SOURCE INFORMATION: Begin

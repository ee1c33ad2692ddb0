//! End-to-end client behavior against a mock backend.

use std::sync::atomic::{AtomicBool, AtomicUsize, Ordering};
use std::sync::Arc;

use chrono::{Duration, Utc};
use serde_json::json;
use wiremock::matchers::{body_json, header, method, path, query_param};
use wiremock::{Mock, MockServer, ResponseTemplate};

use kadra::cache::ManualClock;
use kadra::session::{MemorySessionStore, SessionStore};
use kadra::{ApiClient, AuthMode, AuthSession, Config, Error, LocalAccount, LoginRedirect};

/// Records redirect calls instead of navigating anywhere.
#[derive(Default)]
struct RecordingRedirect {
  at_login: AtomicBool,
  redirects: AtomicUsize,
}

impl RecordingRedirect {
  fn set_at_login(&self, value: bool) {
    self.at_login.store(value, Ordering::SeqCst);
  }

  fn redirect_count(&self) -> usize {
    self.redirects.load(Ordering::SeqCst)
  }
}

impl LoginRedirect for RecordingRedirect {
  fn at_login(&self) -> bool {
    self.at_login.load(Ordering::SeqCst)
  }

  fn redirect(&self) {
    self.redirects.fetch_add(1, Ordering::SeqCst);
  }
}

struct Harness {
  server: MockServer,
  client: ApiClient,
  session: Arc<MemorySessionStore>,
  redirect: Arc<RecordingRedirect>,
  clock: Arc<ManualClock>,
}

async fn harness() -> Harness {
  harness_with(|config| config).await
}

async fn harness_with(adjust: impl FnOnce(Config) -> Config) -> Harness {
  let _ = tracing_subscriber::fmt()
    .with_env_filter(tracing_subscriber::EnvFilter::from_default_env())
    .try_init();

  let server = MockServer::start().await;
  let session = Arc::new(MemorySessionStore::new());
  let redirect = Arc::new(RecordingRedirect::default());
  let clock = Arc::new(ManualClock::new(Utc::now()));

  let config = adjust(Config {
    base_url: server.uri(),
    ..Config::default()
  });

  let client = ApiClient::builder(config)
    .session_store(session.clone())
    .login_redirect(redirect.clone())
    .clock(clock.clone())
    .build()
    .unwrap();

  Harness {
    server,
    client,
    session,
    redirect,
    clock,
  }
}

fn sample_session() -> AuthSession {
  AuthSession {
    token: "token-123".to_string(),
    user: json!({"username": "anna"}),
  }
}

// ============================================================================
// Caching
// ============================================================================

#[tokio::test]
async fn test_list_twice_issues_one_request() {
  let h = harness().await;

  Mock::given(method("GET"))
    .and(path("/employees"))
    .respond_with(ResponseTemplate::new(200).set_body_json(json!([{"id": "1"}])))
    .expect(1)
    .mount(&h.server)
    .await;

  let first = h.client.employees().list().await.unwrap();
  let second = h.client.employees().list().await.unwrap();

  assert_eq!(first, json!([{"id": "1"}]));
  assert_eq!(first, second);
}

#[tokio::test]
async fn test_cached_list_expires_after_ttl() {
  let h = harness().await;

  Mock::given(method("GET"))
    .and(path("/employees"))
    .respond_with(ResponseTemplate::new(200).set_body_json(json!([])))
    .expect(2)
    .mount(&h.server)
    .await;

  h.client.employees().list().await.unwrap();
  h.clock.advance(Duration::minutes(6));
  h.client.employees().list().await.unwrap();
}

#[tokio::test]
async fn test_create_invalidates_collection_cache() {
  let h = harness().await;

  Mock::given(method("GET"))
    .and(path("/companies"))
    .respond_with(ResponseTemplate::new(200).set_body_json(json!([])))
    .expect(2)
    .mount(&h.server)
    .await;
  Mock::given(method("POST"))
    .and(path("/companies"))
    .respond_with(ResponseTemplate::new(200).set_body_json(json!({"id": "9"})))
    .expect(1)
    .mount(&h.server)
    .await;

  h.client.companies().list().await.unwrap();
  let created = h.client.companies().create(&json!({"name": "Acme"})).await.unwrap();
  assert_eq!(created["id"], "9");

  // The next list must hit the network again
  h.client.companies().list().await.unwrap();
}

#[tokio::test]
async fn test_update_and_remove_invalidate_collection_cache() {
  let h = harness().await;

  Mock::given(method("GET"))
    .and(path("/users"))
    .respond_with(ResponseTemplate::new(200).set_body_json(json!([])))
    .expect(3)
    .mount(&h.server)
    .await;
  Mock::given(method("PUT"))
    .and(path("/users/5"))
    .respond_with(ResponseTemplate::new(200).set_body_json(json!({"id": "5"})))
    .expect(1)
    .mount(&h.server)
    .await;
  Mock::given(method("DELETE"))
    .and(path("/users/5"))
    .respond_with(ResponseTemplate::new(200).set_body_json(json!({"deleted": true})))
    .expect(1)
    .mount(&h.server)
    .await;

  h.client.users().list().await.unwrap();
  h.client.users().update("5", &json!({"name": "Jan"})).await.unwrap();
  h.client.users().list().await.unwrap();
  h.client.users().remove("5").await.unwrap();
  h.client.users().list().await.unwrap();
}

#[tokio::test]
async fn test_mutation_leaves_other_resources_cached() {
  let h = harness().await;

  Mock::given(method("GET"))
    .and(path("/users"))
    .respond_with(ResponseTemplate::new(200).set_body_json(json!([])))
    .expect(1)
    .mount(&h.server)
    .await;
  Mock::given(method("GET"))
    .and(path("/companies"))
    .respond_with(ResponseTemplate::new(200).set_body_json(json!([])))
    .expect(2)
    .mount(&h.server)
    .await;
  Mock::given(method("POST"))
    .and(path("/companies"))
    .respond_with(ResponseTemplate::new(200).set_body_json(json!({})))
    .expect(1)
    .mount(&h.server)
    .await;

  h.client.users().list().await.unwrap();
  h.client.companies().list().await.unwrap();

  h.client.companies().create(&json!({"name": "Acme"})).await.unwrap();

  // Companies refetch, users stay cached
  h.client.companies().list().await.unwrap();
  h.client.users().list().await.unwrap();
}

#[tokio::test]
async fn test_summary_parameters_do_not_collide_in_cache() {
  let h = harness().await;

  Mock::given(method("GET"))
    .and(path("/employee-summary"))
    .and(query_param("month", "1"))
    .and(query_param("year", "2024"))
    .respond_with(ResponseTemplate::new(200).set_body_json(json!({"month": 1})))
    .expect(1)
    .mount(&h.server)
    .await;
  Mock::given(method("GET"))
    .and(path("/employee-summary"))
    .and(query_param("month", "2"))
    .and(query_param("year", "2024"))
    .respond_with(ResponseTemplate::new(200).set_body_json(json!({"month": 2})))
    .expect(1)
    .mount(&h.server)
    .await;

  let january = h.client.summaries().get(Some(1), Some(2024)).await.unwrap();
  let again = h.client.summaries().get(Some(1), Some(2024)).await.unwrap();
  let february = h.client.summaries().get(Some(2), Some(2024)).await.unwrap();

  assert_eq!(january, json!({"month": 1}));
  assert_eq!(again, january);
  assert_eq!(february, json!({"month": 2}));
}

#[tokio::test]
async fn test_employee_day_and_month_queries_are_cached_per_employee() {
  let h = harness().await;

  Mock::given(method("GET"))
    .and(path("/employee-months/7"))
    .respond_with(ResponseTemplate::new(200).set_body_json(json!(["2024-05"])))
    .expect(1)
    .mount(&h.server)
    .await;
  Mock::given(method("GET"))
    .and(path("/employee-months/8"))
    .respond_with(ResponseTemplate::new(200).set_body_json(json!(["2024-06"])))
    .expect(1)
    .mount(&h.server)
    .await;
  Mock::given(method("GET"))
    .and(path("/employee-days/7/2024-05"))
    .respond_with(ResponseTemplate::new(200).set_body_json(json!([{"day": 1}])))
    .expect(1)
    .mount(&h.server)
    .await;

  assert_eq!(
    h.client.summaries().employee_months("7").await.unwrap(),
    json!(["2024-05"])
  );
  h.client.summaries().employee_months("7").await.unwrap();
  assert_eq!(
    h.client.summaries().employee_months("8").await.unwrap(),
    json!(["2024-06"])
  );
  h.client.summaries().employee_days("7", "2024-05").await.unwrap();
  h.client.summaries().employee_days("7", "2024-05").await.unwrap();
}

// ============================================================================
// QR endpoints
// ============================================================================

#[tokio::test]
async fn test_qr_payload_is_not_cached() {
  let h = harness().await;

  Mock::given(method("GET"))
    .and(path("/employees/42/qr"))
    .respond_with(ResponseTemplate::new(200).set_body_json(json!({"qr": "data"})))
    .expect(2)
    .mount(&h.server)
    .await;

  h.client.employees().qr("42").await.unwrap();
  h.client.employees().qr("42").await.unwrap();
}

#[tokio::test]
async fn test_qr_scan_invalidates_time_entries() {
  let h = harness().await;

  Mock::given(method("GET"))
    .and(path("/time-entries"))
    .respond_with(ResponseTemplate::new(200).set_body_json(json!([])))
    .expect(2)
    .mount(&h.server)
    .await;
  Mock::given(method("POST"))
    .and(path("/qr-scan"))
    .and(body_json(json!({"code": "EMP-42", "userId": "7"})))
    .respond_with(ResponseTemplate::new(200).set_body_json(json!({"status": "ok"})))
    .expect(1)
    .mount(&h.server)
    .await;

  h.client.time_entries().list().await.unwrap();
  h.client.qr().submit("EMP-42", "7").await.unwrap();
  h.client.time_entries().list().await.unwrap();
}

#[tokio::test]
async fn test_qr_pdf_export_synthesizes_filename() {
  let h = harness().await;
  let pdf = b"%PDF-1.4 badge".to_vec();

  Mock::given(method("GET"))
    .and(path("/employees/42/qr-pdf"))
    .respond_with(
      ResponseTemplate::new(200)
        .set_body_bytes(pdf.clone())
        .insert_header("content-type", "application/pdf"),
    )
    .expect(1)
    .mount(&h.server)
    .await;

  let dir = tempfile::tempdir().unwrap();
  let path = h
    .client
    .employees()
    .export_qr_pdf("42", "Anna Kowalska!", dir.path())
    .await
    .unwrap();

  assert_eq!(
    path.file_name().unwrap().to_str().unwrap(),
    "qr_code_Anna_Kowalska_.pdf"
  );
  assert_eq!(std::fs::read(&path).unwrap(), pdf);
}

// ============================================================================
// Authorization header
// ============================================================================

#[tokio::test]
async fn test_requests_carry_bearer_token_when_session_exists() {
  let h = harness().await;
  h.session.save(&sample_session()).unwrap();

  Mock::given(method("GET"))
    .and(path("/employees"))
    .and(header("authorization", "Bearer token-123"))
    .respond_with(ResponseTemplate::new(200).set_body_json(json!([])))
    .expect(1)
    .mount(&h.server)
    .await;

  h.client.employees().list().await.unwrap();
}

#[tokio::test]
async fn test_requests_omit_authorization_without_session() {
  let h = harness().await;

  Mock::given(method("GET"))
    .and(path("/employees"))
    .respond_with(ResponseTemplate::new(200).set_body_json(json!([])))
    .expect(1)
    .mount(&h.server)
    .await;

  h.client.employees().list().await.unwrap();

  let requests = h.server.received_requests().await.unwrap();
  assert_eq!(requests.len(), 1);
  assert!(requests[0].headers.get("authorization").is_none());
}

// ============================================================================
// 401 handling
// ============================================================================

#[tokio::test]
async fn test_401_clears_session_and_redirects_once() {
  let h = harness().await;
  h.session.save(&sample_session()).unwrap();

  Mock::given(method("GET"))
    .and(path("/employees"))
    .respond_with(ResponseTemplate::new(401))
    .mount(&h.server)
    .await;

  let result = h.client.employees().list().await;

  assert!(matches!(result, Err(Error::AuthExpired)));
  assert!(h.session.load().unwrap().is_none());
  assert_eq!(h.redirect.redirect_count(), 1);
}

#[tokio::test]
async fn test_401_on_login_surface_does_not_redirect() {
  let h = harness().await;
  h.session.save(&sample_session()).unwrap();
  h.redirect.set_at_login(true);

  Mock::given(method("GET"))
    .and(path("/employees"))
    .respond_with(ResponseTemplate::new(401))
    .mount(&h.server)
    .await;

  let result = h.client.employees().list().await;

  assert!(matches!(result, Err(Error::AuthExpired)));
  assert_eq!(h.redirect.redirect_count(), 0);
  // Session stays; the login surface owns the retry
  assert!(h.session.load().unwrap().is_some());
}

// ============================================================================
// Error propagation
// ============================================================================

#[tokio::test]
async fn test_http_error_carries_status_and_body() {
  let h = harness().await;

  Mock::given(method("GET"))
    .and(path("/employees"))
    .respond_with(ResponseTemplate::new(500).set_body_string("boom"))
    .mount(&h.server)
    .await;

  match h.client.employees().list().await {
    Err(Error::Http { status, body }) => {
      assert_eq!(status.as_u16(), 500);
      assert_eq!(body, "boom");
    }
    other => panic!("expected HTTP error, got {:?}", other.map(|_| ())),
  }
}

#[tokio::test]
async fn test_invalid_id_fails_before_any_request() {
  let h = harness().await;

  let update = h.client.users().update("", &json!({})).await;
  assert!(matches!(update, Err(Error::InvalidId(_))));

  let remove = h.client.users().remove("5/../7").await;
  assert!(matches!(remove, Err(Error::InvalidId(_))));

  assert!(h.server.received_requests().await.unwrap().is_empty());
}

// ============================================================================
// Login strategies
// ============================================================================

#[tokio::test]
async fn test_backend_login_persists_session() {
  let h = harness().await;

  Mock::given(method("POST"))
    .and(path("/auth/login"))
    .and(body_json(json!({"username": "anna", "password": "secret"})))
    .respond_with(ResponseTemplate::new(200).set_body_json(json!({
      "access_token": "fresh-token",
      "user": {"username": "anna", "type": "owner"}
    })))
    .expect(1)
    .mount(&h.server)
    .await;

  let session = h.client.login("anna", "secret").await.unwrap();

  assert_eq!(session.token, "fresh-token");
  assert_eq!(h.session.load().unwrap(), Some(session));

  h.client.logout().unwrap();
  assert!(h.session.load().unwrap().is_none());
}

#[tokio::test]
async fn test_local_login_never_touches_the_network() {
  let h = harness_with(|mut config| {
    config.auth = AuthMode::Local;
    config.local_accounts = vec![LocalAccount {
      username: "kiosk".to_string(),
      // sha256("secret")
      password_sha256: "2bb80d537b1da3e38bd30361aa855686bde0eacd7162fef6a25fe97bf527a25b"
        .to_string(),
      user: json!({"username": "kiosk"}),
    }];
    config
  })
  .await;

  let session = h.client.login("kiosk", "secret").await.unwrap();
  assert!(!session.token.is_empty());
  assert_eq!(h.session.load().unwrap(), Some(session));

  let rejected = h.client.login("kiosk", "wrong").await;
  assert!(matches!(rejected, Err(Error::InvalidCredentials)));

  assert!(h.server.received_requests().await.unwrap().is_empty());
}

SOURCE INFORMATION: End

EXERCISE DETAILS -> If a line of the entries holds the word "wiremock", copy it out.

FINISHED EXERCISE ->
use wiremock::matchers::{body_json, header, method, path, query_param};
use wiremock::{Mock, MockServer, ResponseTemplate};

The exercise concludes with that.